今回は高尿酸血症治療薬で選択的キサンチンオキシダーゼ阻害剤の『フェブリク』についてお話していきます。ザイロリックとの違いについても触れていきます。
スポンサーリンク
フェブリクとは?
まずは名前の由来から。
フェブリクの一般名はfebuxostat(フェブキソスタット)、また尿酸は、”uric acid”。前者の”febu”、後者の”ric”を合わせてfeburic(フェブリク)と命名されました。
お薬の作用は『尿酸の生成を抑えることで尿酸値を下げる』になります。
これだけ見るとザイロリックと同じですよね。ですがフェブリクの作用機序はちょっと異なります。それではもう少し詳しく見て行きましょう。
フェブリクの作用機序と特徴、ザイロリックとの違い
ちょっと尿酸生成の流れをおさらいしますね。
「ヒポキサンチン → キサンチン → 尿酸」。矢印の部分で同じ酵素が代謝に関わっており、その酵素の名前をキサンチンオキシダーゼ(以下XOR)と言います。
XORには穴(ポケット)が開いています。通常はポケットの中にヒポキサンチンやキサンチンが入り込み、酵素内部で代謝され出ていきます。
今回お話するフェブリクはXORのポケットに入る事ができます。フェブリクはポケットの内部の形と非常によく似た構造をしておりピッタリはまります。
その上XORとより強力に結合することで、XORの寿命である約36時間結合し続けます。作用が強力かつ長時間持続するのはこのためですね。
XORのポケットはフェブリクにより埋め尽くされ、ヒポキサンチンやキサンチンは中に入ることができなくなります。つまり代謝できなくなるため、尿酸の生成が抑制される、というわけです。
ザイロリックはプリン骨格を持ち、XORを自身の代謝に優先的に使わせます。そして代謝物のオキシプリノールがXORの活性の中心であるモリブデン原子に共有結合して、その働きを失わせる事で尿酸生成を抑制します。
フェブリクはプリン骨格を持たず、それ自身がXORの寿命が来るまで結合し続けることで、ヒポキサンチン、キサンチンが結合できなくなり、尿酸生成が抑制されます。
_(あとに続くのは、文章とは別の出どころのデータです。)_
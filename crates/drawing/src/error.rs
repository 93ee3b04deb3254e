use std::path::PathBuf;
use thiserror::Error;

/// Failure to obtain an extraction filter.
#[derive(Debug, Error)]
pub enum FilterError {
    #[error("failed to read extraction filter {path:?}: {source}")]
    Read {
        path: PathBuf,
        #[source]
        source: std::io::Error,
    },
    #[error("invalid extraction filter: {0}")]
    Parse(#[from] serde_json::Error),
}

/// Failure to turn a geometry into points.
#[derive(Debug, Error, Clone, PartialEq)]
pub enum InterpolateError {
    #[error("entity type {kind} has no interpolation rule")]
    UnsupportedGeometry { kind: String },
    #[error("density must be finite and > 0, got {0}")]
    InvalidDensity(f64),
    #[error("{kind} entity has non-finite coordinates")]
    NonFiniteGeometry { kind: String },
}
//! portfolio-tui - an artist's portfolio page in the terminal
//!
//! This is the main entry point for the portfolio-tui application.
//! It uses the Component Architecture pattern from ratatui.

mod action;
mod app;
mod component;
mod components;
mod config;
mod environment;
mod logging;
mod model;
mod services;
mod tui;

use crate::action::Action;
use crate::app::App;
use crate::component::Component;
use crate::config::{Config, Overrides};
use crate::model::content::{AssetBase, SiteContent};
use crate::tui::Tui;
use anyhow::{Context, Result};
use clap::Parser;
use crossterm::event::Event;
use std::path::Path;
use std::time::Duration;

#[derive(Debug, Parser)]
#[command(name = "portfolio-tui", version, about = "An artist's portfolio page in the terminal")]
struct Cli {
    /// Prefix for asset URLs, e.g. /portfolio/ for sub-path hosting
    #[arg(long)]
    base_url: Option<String>,

    /// YAML file replacing the built-in page content
    #[arg(long, value_name = "PATH")]
    content: Option<String>,

    /// Skip the splash screen
    #[arg(long)]
    no_splash: bool,

    /// Write the effective settings to the config file and continue
    #[arg(long)]
    save_config: bool,
}

fn main() -> Result<()> {
    let cli = Cli::parse();
    logging::init_tracing();

    let config = Config::load_or_default().apply(Overrides {
        base_url: cli.base_url,
        content_path: cli.content,
        no_splash: cli.no_splash,
    });
    if cli.save_config {
        config.save().context("Failed to save config")?;
        tracing::info!("config saved");
    }

    // Content problems abort before the terminal is touched
    let content = match &config.content_path {
        Some(path) => SiteContent::load(Path::new(path))?,
        None => SiteContent::default(),
    };

    // Setup terminal
    let mut tui = Tui::new()?.with_tick_rate(Duration::from_millis(config.tick_rate_ms.max(1)));
    tui.enter()?;

    // Create app state
    let mut app = App::new(content, AssetBase::new(config.base_url.clone()))
        .with_splash(config.show_splash);
    let result = app.init().and_then(|()| run_app(&mut tui, &mut app));
    app.teardown();

    // Cleanup terminal
    tui.exit()?;

    // Handle any errors
    if let Err(err) = result {
        tracing::error!("{:#}", err);
        eprintln!("Error: {:?}", err);
        std::process::exit(1);
    }

    Ok(())
}

/// Run the main application loop
fn run_app(tui: &mut Tui, app: &mut App) -> Result<()> {
    while !app.should_quit {
        // Draw only when something changed
        if app.needs_redraw() {
            let mut draw_result = Ok(());
            tui.draw(|frame| {
                draw_result = app.draw(frame, frame.area());
            })?;
            draw_result?;
            app.mark_drawn();
        }

        // Poll for events
        if let Some(event) = tui.next_event()? {
            // Convert event to action
            let action = match event {
                Event::Key(key) => app.handle_key_event(key)?,
                Event::Mouse(mouse) => app.handle_mouse_event(mouse)?,
                Event::Resize(w, h) => Some(Action::Resize(w, h)),
                _ => None,
            };

            // Process the action and any follow-ups
            if let Some(action) = action {
                app.apply(action)?;
            }
        } else {
            // No event - send a tick for time-based updates
            app.apply(Action::Tick)?;
        }
    }

    Ok(())
}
一言でキサンチンオキシダーゼ阻害と言っても違うのがおわかり頂けたでしょうか。
フェブリクの効能効果、用法用量
スポンサーリンク
フェブリクの消失経路
続いて消失経路です。ザイロリックは未変化体と代謝物のオキシプリノールが主に尿中に排泄(腎排泄)されます。一方フェブリクは肝臓で代謝され、尿中と便中にバランスよく排泄されます。
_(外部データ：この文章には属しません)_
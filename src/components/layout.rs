//! Layout calculations for the UI

use ratatui::layout::{Constraint, Direction, Layout, Rect};

/// Terminals at least this wide show the inline nav links instead of the burger
pub const WIDE_LAYOUT_MIN_WIDTH: u16 = 90;

/// Main screen layout areas
pub struct PageLayout {
    pub header: Rect,
    pub body: Rect,
    pub status: Option<Rect>,
    pub help: Rect,
}

/// Calculate centered popup area
pub fn centered_popup(area: Rect, width: u16, height: u16) -> Rect {
    let popup_x = area.x + (area.width.saturating_sub(width)) / 2;
    let popup_y = area.y + (area.height.saturating_sub(height)) / 2;

    Rect::new(
        popup_x,
        popup_y,
        width.min(area.width),
        height.min(area.height),
    )
}

/// Whether a terminal cell lies inside a rect
pub fn contains(area: Rect, column: u16, row: u16) -> bool {
    column >= area.x
        && column < area.x.saturating_add(area.width)
        && row >= area.y
        && row < area.y.saturating_add(area.height)
}

/// Fixed header, scrolling body, optional status line, help bar
pub fn calculate_page_layout(area: Rect, has_status: bool) -> PageLayout {
    let mut constraints = vec![Constraint::Length(3), Constraint::Min(0)];
    if has_status {
        constraints.push(Constraint::Length(1));
    }
    constraints.push(Constraint::Length(1));

    let chunks = Layout::default()
        .direction(Direction::Vertical)
        .constraints(constraints)
        .split(area);

    let (status, help) = if has_status {
        (Some(chunks[2]), chunks[3])
    } else {
        (None, chunks[2])
    };

    PageLayout {
        header: chunks[0],
        body: chunks[1],
        status,
        help,
    }
}

#[cfg(test)]
mod tests {
    use super::*;

    #[test]
    fn test_centered_popup_fits_area() {
        let area = Rect::new(0, 0, 100, 40);
        let popup = centered_popup(area, 40, 10);
        assert_eq!(popup, Rect::new(30, 15, 40, 10));

        let small = centered_popup(Rect::new(0, 0, 20, 5), 40, 10);
        assert_eq!(small, Rect::new(0, 0, 20, 5));
    }

    #[test]
    fn test_contains() {
        let rect = Rect::new(5, 5, 3, 2);
        assert!(contains(rect, 5, 5));
        assert!(contains(rect, 7, 6));
        assert!(!contains(rect, 8, 6));
        assert!(!contains(rect, 5, 7));
        assert!(!contains(rect, 4, 5));
    }

    #[test]
    fn test_page_layout() {
        let layout = calculate_page_layout(Rect::new(0, 0, 80, 30), true);
        assert_eq!(layout.header.height, 3);
        assert_eq!(layout.body.height, 25);
        assert_eq!(layout.status.map(|r| r.height), Some(1));
        assert_eq!(layout.help.y, 29);

        let layout = calculate_page_layout(Rect::new(0, 0, 80, 30), false);
        assert!(layout.status.is_none());
        assert_eq!(layout.body.height, 26);
    }
}
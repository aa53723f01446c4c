//! Column-accurate text helpers for wrapping and fitting page text

use unicode_width::{UnicodeWidthChar, UnicodeWidthStr};

/// Display width of a string in terminal columns
pub fn display_width(text: &str) -> usize {
    UnicodeWidthStr::width(text)
}

/// Word-wrap a paragraph to at most `width` columns per line.
///
/// Words wider than the line are hard-split. Embedded newlines start new
/// lines. An empty input yields a single empty line.
pub fn wrap(text: &str, width: usize) -> Vec<String> {
    let width = width.max(1);
    let mut lines = Vec::new();

    for paragraph in text.split('\n') {
        let mut current = String::new();
        let mut current_width = 0;

        for word in paragraph.split_whitespace() {
            let word_width = display_width(word);

            if word_width > width {
                if !current.is_empty() {
                    lines.push(std::mem::take(&mut current));
                    current_width = 0;
                }
                let mut pieces = hard_split(word, width);
                // The tail stays open so following words can join it
                if let Some(tail) = pieces.pop() {
                    lines.extend(pieces);
                    current_width = display_width(&tail);
                    current = tail;
                }
                continue;
            }

            let needed = if current.is_empty() {
                word_width
            } else {
                current_width + 1 + word_width
            };
            if needed > width {
                lines.push(std::mem::take(&mut current));
                current_width = 0;
            }
            if !current.is_empty() {
                current.push(' ');
                current_width += 1;
            }
            current.push_str(word);
            current_width += word_width;
        }

        lines.push(current);
    }

    lines
}

fn hard_split(word: &str, width: usize) -> Vec<String> {
    let mut pieces = Vec::new();
    let mut current = String::new();
    let mut current_width = 0;
    for c in word.chars() {
        let w = c.width().unwrap_or(0);
        if current_width + w > width && !current.is_empty() {
            pieces.push(std::mem::take(&mut current));
            current_width = 0;
        }
        current.push(c);
        current_width += w;
    }
    if !current.is_empty() {
        pieces.push(current);
    }
    pieces
}

/// Cut a string to at most `width` columns, marking the cut with `…`
pub fn truncate(text: &str, width: usize) -> String {
    if display_width(text) <= width {
        return text.to_string();
    }
    if width == 0 {
        return String::new();
    }

    let mut out = String::new();
    let mut used = 0;
    for c in text.chars() {
        let w = c.width().unwrap_or(0);
        if used + w > width - 1 {
            break;
        }
        out.push(c);
        used += w;
    }
    out.push('…');
    out
}

/// Truncate or right-pad with spaces to exactly `width` columns
pub fn fit(text: &str, width: usize) -> String {
    let mut out = truncate(text, width);
    let pad = width.saturating_sub(display_width(&out));
    out.push_str(&" ".repeat(pad));
    out
}

#[cfg(test)]
mod tests {
    use super::*;

    #[test]
    fn test_wrap_breaks_on_words() {
        assert_eq!(
            wrap("one two three four", 9),
            vec!["one two", "three", "four"]
        );
    }

    #[test]
    fn test_wrap_counts_cyrillic_as_single_columns() {
        let lines = wrap("Обо мне и работа", 8);
        assert_eq!(lines, vec!["Обо мне", "и работа"]);
        assert!(lines.iter().all(|l| display_width(l) <= 8));
    }

    #[test]
    fn test_wrap_hard_splits_long_words() {
        assert_eq!(wrap("abcdefghij", 4), vec!["abcd", "efgh", "ij"]);
        assert_eq!(wrap("ab abcdefgh x", 4), vec!["ab", "abcd", "efgh", "x"]);
    }

    #[test]
    fn test_wrap_keeps_newlines_and_empty() {
        assert_eq!(wrap("", 10), vec![""]);
        assert_eq!(wrap("a\n\nb", 10), vec!["a", "", "b"]);
    }

    #[test]
    fn test_truncate_and_fit() {
        assert_eq!(truncate("hello", 10), "hello");
        assert_eq!(truncate("hello world", 6), "hello…");
        assert_eq!(truncate("abc", 0), "");
        assert_eq!(fit("ab", 4), "ab  ");
        assert_eq!(display_width(&fit("Работа 1 очень длинная", 10)), 10);
    }
}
そのため、ザイロリックは軽度でも腎機能障害のある方は減量する必要がありますが、フェブリクは軽度~中等度の腎機能障害の患者様には減量する必要がありません(重度の腎機能障害の方は慎重投与)。
1日1回なのは作用機序の部分で述べたとおりです。フェブリクの作用は強力なので、医師からも20mgでコントロールできるケースが多いと聞きます。
フェブリクの相互作用(飲み合わせ)
続いて相互作用(飲み合わせ)の注意です。代謝拮抗薬のアザチオプリンやメルカプトプリンはキサンチンオキシダーゼにより代謝されます。
アロプリノール同様、フェブリクもキサンチンオキシダーゼを阻害するためこれらの薬の血中濃度が上昇する可能性があります。お薬手帳を忘れずに医師、薬剤師に見せるようにしましょう。
フェブリクの副作用
主な副作用は下痢や倦怠感など。
作用が結構強力なので、徐々に増量しても尿酸値が急激に低下する事があり、結果痛風発作を起こすことがあります。
その時はNSAIDS(非ステロイド性抗炎症薬)を使用します。場合によりステロイドも使用します。
ザイロリックで見られた再生不良性貧血、汎血球減少等の血液障害、皮膚粘膜眼症候群(Stevens-Johnson症候群)中毒性表皮壊死症(Lyell症候群)等の皮膚障害は基本的にみられません。
これはフェブリクがプリン骨格を持たず、他の核酸代謝酵素を阻害しないため、XORのみを選択的に阻害できることによるとされています。
それではフェブリクについては以上とさせて頂きます。最後まで読んで頂きありがとうございました。